Cose
di questo mondo
di Michael
Winterbottom
Punto
di partenza del viaggio di Jamal e di Enayatullah, se
viaggio si può chiamare il tragico gioco dell’oca dove si
viene di continuo rimandati indietro malgrado il pegno sia
stato pagato, è il campo profughi di Shamshatoo a una
trentina di chilometri da Peshawar, nel nord del Pakistan.
In
questo insediamento, creato dalle Nazioni Unite nel 1979
dopo l’invasione russa dell’Afghanistan e
successivamente ampliato per far fronte alle conseguenze
della siccità e dei bombardamenti americani, vivono ora
circa 60000 dei 2 milioni di afgani rifugiati in Pakistan.
Punto
di arrivo è Sangatte, nei pressi di Calais, dove nel 1999
la Croce Rossa francese ha aperto un centro di soccorso per
gli immigrati che cercano di entrare in Gran Bretagna.
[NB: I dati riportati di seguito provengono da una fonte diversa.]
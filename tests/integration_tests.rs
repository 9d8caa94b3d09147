//! Integration tests for the session lifecycle and rules through the public API

use force_tetris::core::{EngineConfig, FnRandom, GameState, RandomSource};
use force_tetris::types::{
    GameAction, Mode, PieceKind, SessionStatus, BOARD_HEIGHT, BOARD_WIDTH, LOCK_DELAY_MS, TICK_MS,
};

fn zero() -> f64 {
    0.0
}

/// Deals I, Z, T, S, O, L, J every bag
fn scripted() -> GameState<FnRandom<fn() -> f64>> {
    GameState::with_random(EngineConfig::default(), FnRandom(zero as fn() -> f64))
}

fn fill_row<R: RandomSource>(state: &mut GameState<R>, y: i8, holes: &[i8]) {
    for x in 0..BOARD_WIDTH as i8 {
        if !holes.contains(&x) {
            state.board_mut().set(x, y, Some(PieceKind::L));
        }
    }
}

#[test]
fn test_game_lifecycle() {
    let mut state = GameState::new(12345);
    assert_eq!(state.status(), SessionStatus::Waiting);
    assert!(state.active().is_none());

    let public = state.start(None);
    assert!(public.running);
    assert!(public.playable());
    assert!(public.active.is_some());
    assert!(!public.game_over);
    assert!(!public.paused);

    state.stop();
    assert_eq!(state.status(), SessionStatus::Waiting);
    assert!(!state.apply_action(GameAction::MoveLeft));
}

#[test]
fn test_same_seed_same_game() {
    let mut a = GameState::new(2024);
    let mut b = GameState::new(2024);
    a.start(None);
    b.start(None);

    for _ in 0..30 {
        a.apply_action(GameAction::MoveLeft);
        b.apply_action(GameAction::MoveLeft);
        a.apply_action(GameAction::HardDrop);
        b.apply_action(GameAction::HardDrop);
        a.tick(TICK_MS);
        b.tick(TICK_MS);
    }

    assert_eq!(a.public_state(), b.public_state());
    assert_eq!(a.pull_events(), b.pull_events());
}

#[test]
fn test_game_pause() {
    let mut state = GameState::new(12345);
    state.start(None);

    assert!(state.apply_action(GameAction::Pause));
    assert!(state.paused());
    assert!(state.running());
    assert!(!state.public_state().playable());

    // Time does not pass while paused
    let before = state.active();
    state.tick(10_000);
    assert_eq!(state.active(), before);

    assert!(state.apply_action(GameAction::Pause));
    assert!(!state.paused());
}

#[test]
fn test_hold_once_per_lock() {
    let mut state = scripted();
    state.start(None);

    assert!(state.apply_action(GameAction::Hold));
    assert_eq!(state.hold_piece(), Some(PieceKind::I));
    assert!(!state.apply_action(GameAction::Hold));

    state.apply_action(GameAction::HardDrop);
    assert!(state.can_hold());
    assert!(state.apply_action(GameAction::Hold));
    assert_eq!(state.active().map(|p| p.kind), Some(PieceKind::I));
}

#[test]
fn test_line_clear_through_hard_drop() {
    let mut state = scripted();
    state.start(None);
    // I spawns over columns 3..=6; leave exactly that gap
    fill_row(&mut state, 19, &[3, 4, 5, 6]);

    let outcome = state.hard_drop();
    let lock = outcome.lock.unwrap();
    assert_eq!(lock.cleared_rows.as_slice(), &[19]);
    assert_eq!(state.lines(), 1);
    assert_eq!(state.score(), 2 * 19 + 100);
    assert_eq!(state.combo(), 0);
    assert!(state.board().is_empty());
}

#[test]
fn test_tetris_and_back_to_back() {
    let mut state = scripted();
    state.start(None);

    state.apply_line_clear(4);
    assert_eq!(state.score(), 800);
    assert!(state.back_to_back());

    state.apply_line_clear(4);
    // 800 base, 400 back-to-back, 50 combo
    assert_eq!(state.score(), 800 + 1250);
}

#[test]
fn test_two_singles_build_combo() {
    let mut state = scripted();
    state.start(None);
    assert_eq!(state.combo(), -1);
    state.apply_line_clear(1);
    assert_eq!(state.combo(), 0);
    state.apply_line_clear(1);
    assert_eq!(state.combo(), 1);
    state.apply_line_clear(0);
    assert_eq!(state.combo(), -1);
}

#[test]
fn test_defeat_on_full_board() {
    let mut state = scripted();
    state.start(None);
    for y in 0..BOARD_HEIGHT as i8 {
        fill_row(&mut state, y, &[]);
    }

    assert!(!state.spawn_piece());
    let public = state.public_state();
    assert_eq!(public.status, SessionStatus::Defeat);
    assert!(!public.running);
    assert!(public.game_over);
    assert!(public.active.is_none());
    assert!(public.ghost.is_none());
    assert!(state
        .pull_events()
        .iter()
        .any(|e| e == "Mission failed. The fleet was overrun."));

    // Restart recovers
    let public = state.start(None);
    assert!(public.playable());
    assert_eq!(public.filled_cells(), 0);
}

#[test]
fn test_stacking_to_the_top_ends_the_game() {
    let mut state = GameState::new(7);
    state.start(None);

    for _ in 0..200 {
        if state.game_over() {
            break;
        }
        state.apply_action(GameAction::HardDrop);
    }

    assert!(state.game_over());
    assert!(state.active().is_none());
    assert!(!state.apply_action(GameAction::HardDrop));
}

#[test]
fn test_lock_delay_through_ticks() {
    let mut state = scripted();
    state.start(None);
    while state.soft_drop().moved {}

    let mut elapsed = 0;
    while elapsed + TICK_MS < LOCK_DELAY_MS {
        assert!(!state.tick(TICK_MS).locked);
        elapsed += TICK_MS;
    }
    assert_eq!(state.active().map(|p| p.kind), Some(PieceKind::I));

    let outcome = state.tick(TICK_MS);
    assert!(outcome.locked);
    assert_eq!(state.active().map(|p| p.kind), Some(PieceKind::Z));
}

#[test]
fn test_force_blast_end_to_end() {
    let mut state = scripted();
    state.start(None);

    // Two tetrises charge the meter past full
    state.apply_line_clear(4);
    assert!(!state.force().ready());
    state.apply_line_clear(4);
    assert!(state.force().ready());
    assert!(state
        .pull_events()
        .iter()
        .any(|e| e.starts_with("Force ability charged")));

    fill_row(&mut state, 19, &[9]);
    fill_row(&mut state, 18, &[8, 9]);
    let score = state.score();

    assert!(state.apply_action(GameAction::ActivateForce));
    assert_eq!(state.lines(), 9);
    // 220 + 30 per level
    assert_eq!(state.score(), score + 250);
    assert_eq!(state.board().row_fill(19), 8);
    assert_eq!(state.board().row_fill(18), 0);
    assert_eq!(state.force().value(), 0.0);
    assert!(!state.force().ready());
    assert_eq!(state.force().uses(), 1);
    assert_eq!(state.combo(), -1);
    assert!(!state.back_to_back());
    assert!(state
        .pull_events()
        .iter()
        .any(|e| e == "Force blast successful. Enemy lane erased."));

    // Spent: a second activation does nothing
    assert!(!state.apply_action(GameAction::ActivateForce));
}

#[test]
fn test_empire_mode_is_faster() {
    let mut standard = GameState::new(1);
    standard.start(Some(Mode::Standard));
    let mut empire = GameState::new(1);
    empire.start(Some(Mode::Empire));

    assert!(empire.drop_interval_ms() < standard.drop_interval_ms());

    // 700ms moves the Empire piece (656ms interval) but not the standard one (800ms)
    assert!(empire.tick(700).moved);
    assert!(!standard.tick(700).moved);
}

#[test]
fn test_config_from_json_drives_session() {
    let config = EngineConfig::from_json(r#"{"mode":"empire","lockDelayMs":100}"#).unwrap();
    let mut state = GameState::with_config(config, 3);
    state.start(None);
    assert_eq!(state.mode(), Mode::Empire);
    assert_eq!(state.config().lock_delay_ms, 100);
    assert_eq!(state.config().lock_reset_limit, 15);

    while state.soft_drop().moved {}
    assert!(!state.tick(99).locked);
    assert!(state.tick(1).locked);
}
Fortemente avversato dal consorzio che gestisce il tunnel
sotto la Manica, il sito è stato di recente smontato.
Rendendoci
partecipi del dramma di milioni di persone, il film
rappresenta un’impressionante lezione di geografia umana
ed economica. Ogni tappa del percorso dei protagonisti,
accuratamente indicato su un mappamondo, ci consente di
cogliere le condizioni di vita e di lavoro di luoghi dove
una manodopera a basso prezzo produce gran parte delle merci
povere che troviamo nei nostri supermercati, dai
palloni da calcio alle
posate dozzinali.
Diversi mezzi di
trasporto vengono utilizzati per portare a termine la
peregrinazione. La prima parte, che segue il tracciato
dell’antica via della seta attraverso Quetta, Dalbandin,
Zahedan, Kerman, Kashan, Teheran, ed è ora una impolverata
camionabile nel deserto, si compie a bordo di autobus.
Al
termine di questo tragitto non lineare, dove per chi è
senza documenti le soste non rappresentano un momento di
riposo, ma l’occasione per subire continui soprusi -
bisogna “regalare l’walkman, pagare nuovamente e a caro
prezzo prestazioni già concordate - c’è finalmente una
pausa, una sorta di intermezzo lirico. Il faticoso passaggio
a piedi del confine fra Iran e Turchia e l’ospitalità di
una famiglia curda sono l’unica manifestazione di
solidarietà e pietà umana in cui si imbattono i
protagonisti e l’unico momento in cui Jamal “vede” il paesaggio e ne rimane colpito. Davanti
alla neve e alle montagne della catena dell’Ararat dice
“è un bel posto”.
Ma
la tregua dura poco. Chiusi in un camion i due cugini
arrivano a Istanbul, ingombra di automobili e spazzature, e
chiusi in un camion si imbarcano su una nave dove si consuma
la tragedia.
Sbarcato
a Trieste, Jamal si ritrova solo e in un ambiente
incomprensibile. Alle infernali condizioni delle metropoli
del terzo mondo si contrappone l’apparente convivialità
delle città europee, incarnate dai caffè di piazza
dell’Unità celebrati da famosi scrittori. Qui siedono
famiglie serene, bambini che sorridono, persone ostili o
indifferenti anche quando fanno l’elemosina, con le quali
l’unica possibilità di contatto è il furto della
borsetta.
Il
bottino consente a Jamal di acquistare un biglietto di treno
per Parigi e di compiere così l’ultima tappa del suo
viaggio verso Sangatte, da dove, appeso sotto un enorme
autoarticolato, riuscirà a raggiungere Kilburn High Road a
Londra, e da qui tornare nella casella di inizio.